Universo Nijinsky
Una creación artística surgida de la alianza entre el gran bailarín Mijaíl Baríshnikov y el todopoderoso genio texano Robert Wilson se convierte, en principio, en una promesa de disfrute inmejorable. De aquí que la presentación de Letter to a
man la noche del jueves, en el TNC, fuera uno de los éxitos más rotundos de la temporada. El espectáculo, del cual hoy todavía se hace una última función, es una exploración plástica del universo tenebroso de Vaslav Nijinsky (Kíev, 1890-Londres, 1950), el bailarín más célebre de todos los tiempos.
A los 28 años, para luchar contra los síntomas de la esquizofrenia que se agravaba más deprisa de lo que habría querido, Nijinsky inició la escritura de unas reflexiones sobre su arte, sus creencias y las relaciones íntimas que había mantenido con Diáguilev, al fin y al cabo un testigo extraordinariamente valioso para conocer la personalidad única y compleja del bailarín. Y el texto de
Letter to a man, subtitulado en catalán, bebe en esta fuente, mientras Baríshnikov (Riga, 1948), desafiando su madurez, da unos incansables pasos de danza, inspirados en el clásico musical de Broadway. La más interesante, sin embargo, es la implicación íntima del profesional en todo tipo de movimientos y alteraciones del hábitat espectacular que ha dirigido Bob Wilson (Waco, 1941): cambios radicales del color general del discurso; aparición de objetos animados, entre ellos una gallina monumental, mientras llueven a su alrededor todo de flores, imponentes; sustituciones constantes de la escenografía y reserva intermitente de un rectángulo luminoso y estrechado para meter por arte de magia una silla destinada al descanso del bailarín.

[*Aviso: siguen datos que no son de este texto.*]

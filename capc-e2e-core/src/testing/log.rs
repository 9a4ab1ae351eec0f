//! JSONL logging for harness tests.
//!
//! Scenario tests are timing-sensitive, so every test run leaves a trace
//! that can be inspected after a CI failure:
//!
//! ```ignore
//! use capc_e2e_core::testing::init_global_test_logging;
//!
//! #[ctor::ctor]
//! fn setup() {
//!     init_global_test_logging();
//! }
//! ```
//!
//! Per-test phase logs go through [`TestGuard`] (or the `test_guard!` macro),
//! which records PASS or FAIL when dropped.

use std::io::Write;
use std::path::PathBuf;
use std::sync::{Mutex, Once};
use std::time::Instant;

use serde::Serialize;
use tracing_subscriber::fmt::format::FmtSpan;
use tracing_subscriber::prelude::*;

/// Phase of a scenario test.
#[derive(Debug, Clone, Copy, PartialEq, Eq, Serialize)]
#[serde(rename_all = "snake_case")]
pub enum TestPhase {
    Setup,
    Submit,
    Poll,
    Verify,
    Teardown,
}

impl std::fmt::Display for TestPhase {
    fn fmt(&self, f: &mut std::fmt::Formatter<'_>) -> std::fmt::Result {
        match self {
            Self::Setup => write!(f, "setup"),
            Self::Submit => write!(f, "submit"),
            Self::Poll => write!(f, "poll"),
            Self::Verify => write!(f, "verify"),
            Self::Teardown => write!(f, "teardown"),
        }
    }
}

static GLOBAL_LOGGING_INIT: Once = Once::new();

/// Install a global subscriber writing every event as JSON to
/// `target/test-logs/all_tests.jsonl` and a compact copy to the test writer.
///
/// Idempotent. Environment:
/// - `CAPC_E2E_TEST_LOG_FILE`: log file path override
/// - `CAPC_E2E_TEST_LOG_LEVEL`: filter level (default `info`)
pub fn init_global_test_logging() {
    GLOBAL_LOGGING_INIT.call_once(|| {
        let file_layer = create_global_log_file().map(|file| {
            tracing_subscriber::fmt::layer()
                .json()
                .with_writer(Mutex::new(file))
                .with_span_events(FmtSpan::CLOSE)
                .with_current_span(true)
                .with_thread_ids(true)
                .with_file(true)
                .with_line_number(true)
        });

        let test_layer = tracing_subscriber::fmt::layer()
            .with_test_writer()
            .with_target(true)
            .compact();

        let level = std::env::var("CAPC_E2E_TEST_LOG_LEVEL").unwrap_or_else(|_| "info".to_string());
        let filter = tracing_subscriber::EnvFilter::try_new(format!(
            "capc_e2e_core={level},capc_e2e={level},test={level}"
        ))
        .unwrap_or_else(|_| tracing_subscriber::EnvFilter::new("info"));

        let subscriber = tracing_subscriber::registry()
            .with(filter)
            .with(file_layer)
            .with(test_layer);

        let _ = tracing::subscriber::set_global_default(subscriber);
    });
}

fn create_global_log_file() -> Option<std::fs::File> {
    if let Ok(custom) = std::env::var("CAPC_E2E_TEST_LOG_FILE") {
        let path = PathBuf::from(custom);
        if let Some(parent) = path.parent() {
            let _ = std::fs::create_dir_all(parent);
        }
        return std::fs::File::create(path).ok();
    }

    let log_dir = test_log_dir();
    let _ = std::fs::create_dir_all(&log_dir);
    std::fs::File::create(log_dir.join("all_tests.jsonl")).ok()
}

/// `<target>/test-logs`, honouring `CARGO_TARGET_DIR` and otherwise
/// searching upwards for a `target/` directory.
pub fn test_log_dir() -> PathBuf {
    if let Ok(target_dir) = std::env::var("CARGO_TARGET_DIR") {
        return PathBuf::from(target_dir).join("test-logs");
    }
    let mut cwd = std::env::current_dir().unwrap_or_default();
    loop {
        let target = cwd.join("target");
        if target.is_dir() {
            return target.join("test-logs");
        }
        if !cwd.pop() {
            return PathBuf::from("target/test-logs");
        }
    }
}

#[derive(Debug, Clone, Serialize)]
pub struct TestLogEntry {
    pub timestamp: String,
    pub test_name: String,
    pub phase: TestPhase,
    pub message: String,
    #[serde(skip_serializing_if = "Option::is_none")]
    pub data: Option<serde_json::Value>,
    pub elapsed_ms: u64,
}

/// Per-test JSONL logger writing `target/test-logs/<test>.jsonl`.
pub struct TestLogger {
    test_name: String,
    start: Instant,
    entries: Mutex<Vec<TestLogEntry>>,
    file: Option<Mutex<std::fs::File>>,
}

impl TestLogger {
    pub fn for_test(test_name: &str) -> Self {
        let safe_name = test_name.replace("::", "_").replace(['/', '\\'], "_");
        let dir = test_log_dir();
        let file = std::fs::create_dir_all(&dir)
            .and_then(|()| std::fs::File::create(dir.join(format!("{safe_name}.jsonl"))))
            .ok();

        let logger = Self {
            test_name: test_name.to_string(),
            start: Instant::now(),
            entries: Mutex::new(Vec::new()),
            file: file.map(Mutex::new),
        };
        logger.log(TestPhase::Setup, "TEST START");
        logger
    }

    pub fn log(&self, phase: TestPhase, message: impl Into<String>) {
        self.write(phase, message.into(), None);
    }

    pub fn log_with_data(&self, phase: TestPhase, message: impl Into<String>, data: serde_json::Value) {
        self.write(phase, message.into(), Some(data));
    }

    pub fn entries(&self) -> Vec<TestLogEntry> {
        self.entries.lock().map(|e| e.clone()).unwrap_or_default()
    }

    fn write(&self, phase: TestPhase, message: String, data: Option<serde_json::Value>) {
        let entry = TestLogEntry {
            timestamp: chrono::Utc::now().to_rfc3339(),
            test_name: self.test_name.clone(),
            phase,
            message,
            data,
            elapsed_ms: u64::try_from(self.start.elapsed().as_millis()).unwrap_or(u64::MAX),
        };

        if let Some(file) = &self.file
            && let Ok(mut f) = file.lock()
            && let Ok(json) = serde_json::to_string(&entry)
        {
            let _ = writeln!(f, "{json}");
        }
        tracing::info!(
            test = %self.test_name,
            phase = %entry.phase,
            elapsed_ms = entry.elapsed_ms,
            "{}",
            entry.message
        );
        if let Ok(mut entries) = self.entries.lock() {
            entries.push(entry);
        }
    }
}

/// Logs TEST PASS on normal drop and TEST FAIL when dropped while panicking.
pub struct TestGuard {
    logger: TestLogger,
}

impl TestGuard {
    pub fn new(test_name: &str) -> Self {
        init_global_test_logging();
        Self {
            logger: TestLogger::for_test(test_name),
        }
    }

    pub fn log(&self, phase: TestPhase, message: impl Into<String>) {
        self.logger.log(phase, message);
    }

    pub fn log_with_data(&self, phase: TestPhase, message: impl Into<String>, data: serde_json::Value) {
        self.logger.log_with_data(phase, message, data);
    }
}

impl Drop for TestGuard {
    fn drop(&mut self) {
        if std::thread::panicking() {
            self.logger.log(TestPhase::Verify, "TEST FAIL");
        } else {
            self.logger.log(TestPhase::Verify, "TEST PASS");
        }
    }
}

/// [`TestGuard`] named after the enclosing function.
///
/// Inside `#[tokio::test]` bodies the path ends in `{{closure}}` segments,
/// which are skipped.
#[macro_export]
macro_rules! test_guard {
    () => {{
        fn _f() {}
        fn _type_name_of<T>(_: T) -> &'static str {
            std::any::type_name::<T>()
        }
        let name = _type_name_of(_f);
        let name = name.strip_suffix("::_f").unwrap_or(name);
        let name = name
            .rsplit("::")
            .find(|segment| !segment.starts_with("{{"))
            .unwrap_or(name);
        $crate::testing::TestGuard::new(name)
    }};
}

Arquitecto de formación, desde el Watermill Center de Nueva York que ha fundado, Wilson puede entregarse a su pasión por la experimentación visual, dirigida obsesivamente a obtener efectos contradictorios de la física elemental. En el TNC sólo ha podido mostrar un gran pájaro blanco cruzando el cielo de Nijinsky, pero lo hemos visto ensayar la animación imposible de objetos en Berlín, Lisboa, París...
La casualidad hizo que la otra noche un servidor se sentara en la misma fila que Robert Wilson ocupaba en el Nacional, aunque con un pasillo por en medio. Lo veía inquieto mientras seguía el espectáculo. Y pensé si no estaría recordando la lejana noche del Grec de 1986 donde el genio tuvo la santa jeta de presentar una escena de La mirada del sordo de 50 minutos –él solo, de negro, amenazando a un niño indígena– por lo cual recibió una lluvia de silbidos y calderilla. Reacción tan justiciera como la ovación del jueves.